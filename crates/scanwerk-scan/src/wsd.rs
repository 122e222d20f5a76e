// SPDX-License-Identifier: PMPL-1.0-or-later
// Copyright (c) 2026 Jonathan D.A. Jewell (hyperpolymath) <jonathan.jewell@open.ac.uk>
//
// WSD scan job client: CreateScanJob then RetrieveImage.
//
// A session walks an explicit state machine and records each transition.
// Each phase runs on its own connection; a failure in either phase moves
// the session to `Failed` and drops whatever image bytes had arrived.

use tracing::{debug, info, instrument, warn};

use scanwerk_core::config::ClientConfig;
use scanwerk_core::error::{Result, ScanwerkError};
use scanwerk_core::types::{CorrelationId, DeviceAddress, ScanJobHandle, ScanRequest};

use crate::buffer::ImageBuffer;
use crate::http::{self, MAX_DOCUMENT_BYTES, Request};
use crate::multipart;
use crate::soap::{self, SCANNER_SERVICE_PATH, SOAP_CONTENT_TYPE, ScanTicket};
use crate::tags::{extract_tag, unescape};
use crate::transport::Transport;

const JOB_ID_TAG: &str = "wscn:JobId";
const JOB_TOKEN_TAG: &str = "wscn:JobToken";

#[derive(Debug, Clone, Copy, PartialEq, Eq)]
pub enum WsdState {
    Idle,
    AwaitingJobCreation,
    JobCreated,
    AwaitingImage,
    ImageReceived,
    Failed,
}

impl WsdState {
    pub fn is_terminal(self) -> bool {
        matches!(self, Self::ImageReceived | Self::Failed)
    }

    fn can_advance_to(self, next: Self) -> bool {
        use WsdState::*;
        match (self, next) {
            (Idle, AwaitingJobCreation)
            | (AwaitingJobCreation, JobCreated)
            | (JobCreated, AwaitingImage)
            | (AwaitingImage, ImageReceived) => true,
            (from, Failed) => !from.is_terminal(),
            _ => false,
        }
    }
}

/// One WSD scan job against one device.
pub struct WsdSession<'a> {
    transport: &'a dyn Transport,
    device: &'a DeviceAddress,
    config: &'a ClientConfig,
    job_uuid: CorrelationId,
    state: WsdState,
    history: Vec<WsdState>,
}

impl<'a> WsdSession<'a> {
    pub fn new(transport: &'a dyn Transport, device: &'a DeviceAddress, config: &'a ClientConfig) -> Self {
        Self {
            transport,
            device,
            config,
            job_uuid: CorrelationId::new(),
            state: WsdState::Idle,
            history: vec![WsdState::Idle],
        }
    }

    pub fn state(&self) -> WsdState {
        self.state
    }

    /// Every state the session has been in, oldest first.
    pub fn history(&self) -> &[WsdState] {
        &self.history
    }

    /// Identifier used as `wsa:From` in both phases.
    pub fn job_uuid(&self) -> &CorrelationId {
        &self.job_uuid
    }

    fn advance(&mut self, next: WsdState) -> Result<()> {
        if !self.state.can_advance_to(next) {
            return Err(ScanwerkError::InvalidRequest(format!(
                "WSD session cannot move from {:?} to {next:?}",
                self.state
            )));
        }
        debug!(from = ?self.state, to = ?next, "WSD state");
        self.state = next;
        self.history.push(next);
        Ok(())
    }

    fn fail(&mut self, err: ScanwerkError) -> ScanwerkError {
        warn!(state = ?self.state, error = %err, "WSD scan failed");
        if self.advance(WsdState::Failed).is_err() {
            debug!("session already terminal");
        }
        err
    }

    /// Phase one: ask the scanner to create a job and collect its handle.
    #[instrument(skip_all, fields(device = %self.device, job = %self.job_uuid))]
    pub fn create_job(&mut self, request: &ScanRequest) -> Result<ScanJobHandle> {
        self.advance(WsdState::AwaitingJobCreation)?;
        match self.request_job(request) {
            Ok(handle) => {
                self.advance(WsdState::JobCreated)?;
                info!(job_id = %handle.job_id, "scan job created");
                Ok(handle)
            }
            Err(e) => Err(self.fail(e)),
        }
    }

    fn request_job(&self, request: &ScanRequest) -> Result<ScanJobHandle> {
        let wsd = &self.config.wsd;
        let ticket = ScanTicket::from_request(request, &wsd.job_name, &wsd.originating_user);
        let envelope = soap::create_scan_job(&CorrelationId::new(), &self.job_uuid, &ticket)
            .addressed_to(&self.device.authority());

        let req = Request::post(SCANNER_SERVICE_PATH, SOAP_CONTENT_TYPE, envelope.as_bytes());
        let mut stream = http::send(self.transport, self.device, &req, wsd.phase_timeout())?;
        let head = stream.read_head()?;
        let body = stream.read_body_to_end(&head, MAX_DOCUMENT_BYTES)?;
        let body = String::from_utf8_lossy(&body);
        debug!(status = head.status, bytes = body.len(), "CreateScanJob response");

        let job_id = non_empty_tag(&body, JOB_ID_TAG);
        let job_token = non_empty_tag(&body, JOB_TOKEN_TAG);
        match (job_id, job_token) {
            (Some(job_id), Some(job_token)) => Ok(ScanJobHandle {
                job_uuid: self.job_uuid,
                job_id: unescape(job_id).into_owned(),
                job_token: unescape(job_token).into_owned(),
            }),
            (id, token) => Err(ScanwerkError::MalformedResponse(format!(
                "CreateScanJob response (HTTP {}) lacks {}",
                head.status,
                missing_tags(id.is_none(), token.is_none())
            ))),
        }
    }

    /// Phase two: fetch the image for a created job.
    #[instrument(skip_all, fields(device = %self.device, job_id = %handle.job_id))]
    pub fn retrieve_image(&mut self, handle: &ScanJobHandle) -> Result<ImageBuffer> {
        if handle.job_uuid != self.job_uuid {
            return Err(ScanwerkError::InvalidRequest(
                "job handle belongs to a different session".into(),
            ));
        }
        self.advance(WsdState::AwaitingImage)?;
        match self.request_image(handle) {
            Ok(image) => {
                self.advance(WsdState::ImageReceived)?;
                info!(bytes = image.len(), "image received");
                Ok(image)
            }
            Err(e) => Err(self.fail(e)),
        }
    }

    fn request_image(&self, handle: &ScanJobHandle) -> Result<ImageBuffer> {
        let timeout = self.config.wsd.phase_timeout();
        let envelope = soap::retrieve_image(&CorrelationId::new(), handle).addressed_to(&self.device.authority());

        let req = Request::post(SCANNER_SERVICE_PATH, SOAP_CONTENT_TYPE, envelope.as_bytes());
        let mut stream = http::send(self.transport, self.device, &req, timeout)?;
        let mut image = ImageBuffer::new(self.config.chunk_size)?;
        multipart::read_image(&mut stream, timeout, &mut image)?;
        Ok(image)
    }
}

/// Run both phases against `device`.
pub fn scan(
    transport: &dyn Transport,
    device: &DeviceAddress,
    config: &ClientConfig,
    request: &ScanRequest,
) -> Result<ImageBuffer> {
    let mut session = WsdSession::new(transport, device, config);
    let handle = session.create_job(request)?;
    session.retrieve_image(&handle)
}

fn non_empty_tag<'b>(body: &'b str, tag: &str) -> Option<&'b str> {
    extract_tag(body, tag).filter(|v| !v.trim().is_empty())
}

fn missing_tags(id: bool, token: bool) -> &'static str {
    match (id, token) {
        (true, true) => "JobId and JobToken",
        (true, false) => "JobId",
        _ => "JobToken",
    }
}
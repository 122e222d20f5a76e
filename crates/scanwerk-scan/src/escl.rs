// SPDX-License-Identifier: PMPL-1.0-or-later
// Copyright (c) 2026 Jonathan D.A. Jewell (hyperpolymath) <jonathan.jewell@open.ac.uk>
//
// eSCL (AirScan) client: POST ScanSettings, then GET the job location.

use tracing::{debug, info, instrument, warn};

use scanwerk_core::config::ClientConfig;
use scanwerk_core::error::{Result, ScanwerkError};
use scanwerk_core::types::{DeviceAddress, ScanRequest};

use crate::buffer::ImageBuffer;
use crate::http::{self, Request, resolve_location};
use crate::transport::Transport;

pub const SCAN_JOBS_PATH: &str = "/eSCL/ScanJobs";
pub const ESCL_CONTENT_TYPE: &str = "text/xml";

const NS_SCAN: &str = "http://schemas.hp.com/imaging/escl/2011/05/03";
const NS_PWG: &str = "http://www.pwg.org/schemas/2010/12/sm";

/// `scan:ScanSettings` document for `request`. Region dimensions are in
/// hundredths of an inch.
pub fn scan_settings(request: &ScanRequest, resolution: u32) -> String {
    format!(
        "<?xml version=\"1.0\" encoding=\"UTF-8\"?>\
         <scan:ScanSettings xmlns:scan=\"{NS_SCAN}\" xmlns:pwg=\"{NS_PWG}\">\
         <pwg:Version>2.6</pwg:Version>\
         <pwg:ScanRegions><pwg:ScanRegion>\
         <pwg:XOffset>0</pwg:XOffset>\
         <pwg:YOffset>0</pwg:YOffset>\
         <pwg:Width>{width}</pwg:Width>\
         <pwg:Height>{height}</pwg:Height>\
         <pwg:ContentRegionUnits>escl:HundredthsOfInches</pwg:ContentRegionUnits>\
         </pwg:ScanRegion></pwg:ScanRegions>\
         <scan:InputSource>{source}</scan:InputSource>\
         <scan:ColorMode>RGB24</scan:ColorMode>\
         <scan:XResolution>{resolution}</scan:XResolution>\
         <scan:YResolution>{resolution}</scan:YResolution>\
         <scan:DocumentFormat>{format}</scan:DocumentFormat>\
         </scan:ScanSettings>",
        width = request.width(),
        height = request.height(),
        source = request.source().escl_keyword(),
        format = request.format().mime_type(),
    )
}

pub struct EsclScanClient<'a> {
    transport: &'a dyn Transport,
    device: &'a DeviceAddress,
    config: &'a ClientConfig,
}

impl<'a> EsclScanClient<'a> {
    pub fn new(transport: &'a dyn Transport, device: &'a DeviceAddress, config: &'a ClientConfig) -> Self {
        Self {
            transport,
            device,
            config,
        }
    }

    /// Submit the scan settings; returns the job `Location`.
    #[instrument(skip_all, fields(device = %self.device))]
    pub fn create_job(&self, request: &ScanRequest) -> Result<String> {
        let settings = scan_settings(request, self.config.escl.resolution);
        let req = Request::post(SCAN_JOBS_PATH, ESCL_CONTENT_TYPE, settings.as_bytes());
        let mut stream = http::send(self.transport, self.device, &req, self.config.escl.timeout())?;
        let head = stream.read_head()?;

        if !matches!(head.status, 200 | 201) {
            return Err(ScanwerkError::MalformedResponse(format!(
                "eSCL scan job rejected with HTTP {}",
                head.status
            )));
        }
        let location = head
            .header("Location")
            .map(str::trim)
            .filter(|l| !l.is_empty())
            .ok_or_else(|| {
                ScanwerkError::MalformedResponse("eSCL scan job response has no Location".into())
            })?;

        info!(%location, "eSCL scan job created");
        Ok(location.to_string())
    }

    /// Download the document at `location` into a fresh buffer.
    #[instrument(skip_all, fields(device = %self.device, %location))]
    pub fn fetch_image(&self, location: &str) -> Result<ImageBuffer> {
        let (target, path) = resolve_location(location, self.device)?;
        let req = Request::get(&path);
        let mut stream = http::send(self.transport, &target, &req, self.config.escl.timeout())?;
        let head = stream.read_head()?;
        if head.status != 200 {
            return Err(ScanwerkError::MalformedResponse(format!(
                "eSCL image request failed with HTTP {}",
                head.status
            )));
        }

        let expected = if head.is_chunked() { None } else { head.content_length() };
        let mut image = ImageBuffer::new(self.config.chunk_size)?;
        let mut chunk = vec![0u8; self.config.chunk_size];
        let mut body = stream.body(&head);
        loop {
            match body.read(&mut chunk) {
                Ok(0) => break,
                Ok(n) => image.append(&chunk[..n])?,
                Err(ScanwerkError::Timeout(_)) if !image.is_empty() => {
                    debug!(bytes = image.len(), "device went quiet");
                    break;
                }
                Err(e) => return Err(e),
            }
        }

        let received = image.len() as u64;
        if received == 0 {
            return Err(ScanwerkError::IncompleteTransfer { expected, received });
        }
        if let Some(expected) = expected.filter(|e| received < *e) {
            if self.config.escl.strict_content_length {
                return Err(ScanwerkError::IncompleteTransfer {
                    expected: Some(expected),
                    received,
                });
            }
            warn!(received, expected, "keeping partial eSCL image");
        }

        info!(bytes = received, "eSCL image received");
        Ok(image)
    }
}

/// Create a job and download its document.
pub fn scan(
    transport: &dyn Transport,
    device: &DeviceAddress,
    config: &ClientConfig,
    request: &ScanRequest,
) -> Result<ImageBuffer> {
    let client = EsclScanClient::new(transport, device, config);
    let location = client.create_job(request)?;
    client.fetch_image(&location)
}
----
What is expected
Where the data above reaches the line holding "(true, false) =>", begin printing, and stop after the line holding "pub const ESCL_CONTENT_TYPE: &str". Each line must be reproduced exactly, with nothing else added.

Exercise result
        (true, false) => "JobId",
        _ => "JobToken",
    }
}
repository 122e222d20f5a76e
filename crates/scanwerk-scan/src/escl.rs
// SPDX-License-Identifier: PMPL-1.0-or-later
// Copyright (c) 2026 Jonathan D.A. Jewell (hyperpolymath) <jonathan.jewell@open.ac.uk>
//
// eSCL (AirScan) client: POST ScanSettings, then GET the job location.

use tracing::{debug, info, instrument, warn};

use scanwerk_core::config::ClientConfig;
use scanwerk_core::error::{Result, ScanwerkError};
use scanwerk_core::types::{DeviceAddress, ScanRequest};

use crate::buffer::ImageBuffer;
use crate::http::{self, Request, resolve_location};
use crate::transport::Transport;

pub const SCAN_JOBS_PATH: &str = "/eSCL/ScanJobs";
pub const ESCL_CONTENT_TYPE: &str = "text/xml";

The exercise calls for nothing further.